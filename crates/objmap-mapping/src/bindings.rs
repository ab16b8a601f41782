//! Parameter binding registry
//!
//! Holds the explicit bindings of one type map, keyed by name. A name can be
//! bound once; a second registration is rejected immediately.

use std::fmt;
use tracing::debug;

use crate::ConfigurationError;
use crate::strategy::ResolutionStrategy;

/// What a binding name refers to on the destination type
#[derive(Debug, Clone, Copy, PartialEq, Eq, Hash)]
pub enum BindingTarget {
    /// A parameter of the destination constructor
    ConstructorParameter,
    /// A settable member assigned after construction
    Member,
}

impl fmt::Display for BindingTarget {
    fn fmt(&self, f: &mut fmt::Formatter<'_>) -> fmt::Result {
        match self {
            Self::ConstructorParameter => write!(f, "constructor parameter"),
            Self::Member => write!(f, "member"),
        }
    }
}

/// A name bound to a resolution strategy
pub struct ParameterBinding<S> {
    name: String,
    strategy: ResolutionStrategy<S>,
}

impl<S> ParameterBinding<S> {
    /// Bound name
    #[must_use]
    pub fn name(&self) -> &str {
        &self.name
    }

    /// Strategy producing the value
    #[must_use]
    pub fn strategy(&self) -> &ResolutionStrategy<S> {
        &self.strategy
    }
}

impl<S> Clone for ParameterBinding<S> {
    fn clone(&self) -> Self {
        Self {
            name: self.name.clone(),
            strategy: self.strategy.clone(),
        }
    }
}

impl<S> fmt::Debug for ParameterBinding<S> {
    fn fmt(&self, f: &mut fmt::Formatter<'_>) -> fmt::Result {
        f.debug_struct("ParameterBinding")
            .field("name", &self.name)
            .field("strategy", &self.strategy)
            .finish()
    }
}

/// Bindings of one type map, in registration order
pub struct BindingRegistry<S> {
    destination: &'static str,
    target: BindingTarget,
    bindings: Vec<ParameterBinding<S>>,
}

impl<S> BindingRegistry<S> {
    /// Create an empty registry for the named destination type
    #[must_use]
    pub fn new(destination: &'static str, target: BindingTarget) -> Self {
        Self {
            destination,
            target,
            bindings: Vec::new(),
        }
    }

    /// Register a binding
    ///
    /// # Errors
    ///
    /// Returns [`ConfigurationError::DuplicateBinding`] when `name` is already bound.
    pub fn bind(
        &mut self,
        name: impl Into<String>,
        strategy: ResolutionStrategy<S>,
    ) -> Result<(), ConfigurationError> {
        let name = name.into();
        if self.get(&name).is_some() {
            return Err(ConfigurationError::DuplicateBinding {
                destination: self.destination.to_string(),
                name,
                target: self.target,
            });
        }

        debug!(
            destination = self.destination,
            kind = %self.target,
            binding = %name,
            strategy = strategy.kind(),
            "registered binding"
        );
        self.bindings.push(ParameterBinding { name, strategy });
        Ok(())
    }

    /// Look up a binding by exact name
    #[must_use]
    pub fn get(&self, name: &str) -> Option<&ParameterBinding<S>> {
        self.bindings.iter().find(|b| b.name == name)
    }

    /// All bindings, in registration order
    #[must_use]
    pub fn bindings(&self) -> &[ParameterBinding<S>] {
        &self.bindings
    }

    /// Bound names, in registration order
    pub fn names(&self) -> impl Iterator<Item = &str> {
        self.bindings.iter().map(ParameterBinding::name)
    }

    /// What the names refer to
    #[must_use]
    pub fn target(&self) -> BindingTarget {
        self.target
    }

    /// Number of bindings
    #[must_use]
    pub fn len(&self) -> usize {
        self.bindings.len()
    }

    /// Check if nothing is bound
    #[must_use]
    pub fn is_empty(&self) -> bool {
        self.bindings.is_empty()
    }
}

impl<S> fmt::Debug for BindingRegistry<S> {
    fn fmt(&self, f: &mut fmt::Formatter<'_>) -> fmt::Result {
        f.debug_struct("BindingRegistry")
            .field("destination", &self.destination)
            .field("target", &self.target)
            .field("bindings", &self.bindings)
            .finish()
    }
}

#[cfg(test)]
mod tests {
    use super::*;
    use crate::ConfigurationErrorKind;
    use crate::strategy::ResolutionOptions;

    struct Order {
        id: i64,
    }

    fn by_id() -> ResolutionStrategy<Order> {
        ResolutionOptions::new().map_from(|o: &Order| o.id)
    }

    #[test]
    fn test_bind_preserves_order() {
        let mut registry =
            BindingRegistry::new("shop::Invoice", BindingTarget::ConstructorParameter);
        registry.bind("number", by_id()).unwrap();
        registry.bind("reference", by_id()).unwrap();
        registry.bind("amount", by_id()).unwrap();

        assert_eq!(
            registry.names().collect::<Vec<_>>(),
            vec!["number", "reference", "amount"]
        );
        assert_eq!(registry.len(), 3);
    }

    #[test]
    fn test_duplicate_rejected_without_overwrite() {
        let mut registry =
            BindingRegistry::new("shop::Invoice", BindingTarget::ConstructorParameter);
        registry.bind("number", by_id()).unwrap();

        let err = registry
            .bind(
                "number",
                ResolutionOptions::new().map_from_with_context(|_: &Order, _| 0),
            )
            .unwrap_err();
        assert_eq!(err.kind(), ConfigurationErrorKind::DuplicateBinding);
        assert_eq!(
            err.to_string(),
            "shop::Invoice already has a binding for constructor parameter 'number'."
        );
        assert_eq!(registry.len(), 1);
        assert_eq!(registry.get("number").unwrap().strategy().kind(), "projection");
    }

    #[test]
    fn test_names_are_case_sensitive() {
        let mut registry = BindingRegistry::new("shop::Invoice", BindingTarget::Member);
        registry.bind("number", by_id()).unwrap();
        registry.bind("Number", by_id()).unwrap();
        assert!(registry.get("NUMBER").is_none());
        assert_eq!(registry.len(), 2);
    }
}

WHAT IS EXPECTED
Once you have read the listing, retype it in full, word for word.

RESPONSE
filename crates/objmap-mapping/src/bindings.rs
repository ab16b8a601f41782
//! Parameter binding registry
//!
//! Holds the explicit bindings of one type map, keyed by name. A name can be
//! bound once; a second registration is rejected immediately.

use std::fmt;
use tracing::debug;

use crate::ConfigurationError;
use crate::strategy::ResolutionStrategy;

/// What a binding name refers to on the destination type
#[derive(Debug, Clone, Copy, PartialEq, Eq, Hash)]
pub enum BindingTarget {
    /// A parameter of the destination constructor
    ConstructorParameter,
    /// A settable member assigned after construction
    Member,
}

impl fmt::Display for BindingTarget {
    fn fmt(&self, f: &mut fmt::Formatter<'_>) -> fmt::Result {
        match self {
            Self::ConstructorParameter => write!(f, "constructor parameter"),
            Self::Member => write!(f, "member"),
        }
    }
}

/// A name bound to a resolution strategy
pub struct ParameterBinding<S> {
    name: String,
    strategy: ResolutionStrategy<S>,
}

impl<S> ParameterBinding<S> {
    /// Bound name
    #[must_use]
    pub fn name(&self) -> &str {
        &self.name
    }

    /// Strategy producing the value
    #[must_use]
    pub fn strategy(&self) -> &ResolutionStrategy<S> {
        &self.strategy
    }
}

impl<S> Clone for ParameterBinding<S> {
    fn clone(&self) -> Self {
        Self {
            name: self.name.clone(),
            strategy: self.strategy.clone(),
        }
    }
}

impl<S> fmt::Debug for ParameterBinding<S> {
    fn fmt(&self, f: &mut fmt::Formatter<'_>) -> fmt::Result {
        f.debug_struct("ParameterBinding")
            .field("name", &self.name)
            .field("strategy", &self.strategy)
            .finish()
    }
}

/// Bindings of one type map, in registration order
pub struct BindingRegistry<S> {
    destination: &'static str,
    target: BindingTarget,
    bindings: Vec<ParameterBinding<S>>,
}

impl<S> BindingRegistry<S> {
    /// Create an empty registry for the named destination type
    #[must_use]
    pub fn new(destination: &'static str, target: BindingTarget) -> Self {
        Self {
            destination,
            target,
            bindings: Vec::new(),
        }
    }

    /// Register a binding
    ///
    /// # Errors
    ///
    /// Returns [`ConfigurationError::DuplicateBinding`] when `name` is already bound.
    pub fn bind(
        &mut self,
        name: impl Into<String>,
        strategy: ResolutionStrategy<S>,
    ) -> Result<(), ConfigurationError> {
        let name = name.into();
        if self.get(&name).is_some() {
            return Err(ConfigurationError::DuplicateBinding {
                destination: self.destination.to_string(),
                name,
                target: self.target,
            });
        }

        debug!(
            destination = self.destination,
            kind = %self.target,
            binding = %name,
            strategy = strategy.kind(),
            "registered binding"
        );
        self.bindings.push(ParameterBinding { name, strategy });
        Ok(())
    }

    /// Look up a binding by exact name
    #[must_use]
    pub fn get(&self, name: &str) -> Option<&ParameterBinding<S>> {
        self.bindings.iter().find(|b| b.name == name)
    }

    /// All bindings, in registration order
    #[must_use]
    pub fn bindings(&self) -> &[ParameterBinding<S>] {
        &self.bindings
    }

    /// Bound names, in registration order
    pub fn names(&self) -> impl Iterator<Item = &str> {
        self.bindings.iter().map(ParameterBinding::name)
    }

    /// What the names refer to
    #[must_use]
    pub fn target(&self) -> BindingTarget {
        self.target
    }

    /// Number of bindings
    #[must_use]
    pub fn len(&self) -> usize {
        self.bindings.len()
    }

    /// Check if nothing is bound
    #[must_use]
    pub fn is_empty(&self) -> bool {
        self.bindings.is_empty()
    }
}

impl<S> fmt::Debug for BindingRegistry<S> {
    fn fmt(&self, f: &mut fmt::Formatter<'_>) -> fmt::Result {
        f.debug_struct("BindingRegistry")
            .field("destination", &self.destination)
            .field("target", &self.target)
            .field("bindings", &self.bindings)
            .finish()
    }
}

#[cfg(test)]
mod tests {
    use super::*;
    use crate::ConfigurationErrorKind;
    use crate::strategy::ResolutionOptions;

    struct Order {
        id: i64,
    }

    fn by_id() -> ResolutionStrategy<Order> {
        ResolutionOptions::new().map_from(|o: &Order| o.id)
    }

    #[test]
    fn test_bind_preserves_order() {
        let mut registry =
            BindingRegistry::new("shop::Invoice", BindingTarget::ConstructorParameter);
        registry.bind("number", by_id()).unwrap();
        registry.bind("reference", by_id()).unwrap();
        registry.bind("amount", by_id()).unwrap();

        assert_eq!(
            registry.names().collect::<Vec<_>>(),
            vec!["number", "reference", "amount"]
        );
        assert_eq!(registry.len(), 3);
    }

    #[test]
    fn test_duplicate_rejected_without_overwrite() {
        let mut registry =
            BindingRegistry::new("shop::Invoice", BindingTarget::ConstructorParameter);
        registry.bind("number", by_id()).unwrap();

        let err = registry
            .bind(
                "number",
                ResolutionOptions::new().map_from_with_context(|_: &Order, _| 0),
            )
            .unwrap_err();
        assert_eq!(err.kind(), ConfigurationErrorKind::DuplicateBinding);
        assert_eq!(
            err.to_string(),
            "shop::Invoice already has a binding for constructor parameter 'number'."
        );
        assert_eq!(registry.len(), 1);
        assert_eq!(registry.get("number").unwrap().strategy().kind(), "projection");
    }

    #[test]
    fn test_names_are_case_sensitive() {
        let mut registry = BindingRegistry::new("shop::Invoice", BindingTarget::Member);
        registry.bind("number", by_id()).unwrap();
        registry.bind("Number", by_id()).unwrap();
        assert!(registry.get("NUMBER").is_none());
        assert_eq!(registry.len(), 2);
    }
}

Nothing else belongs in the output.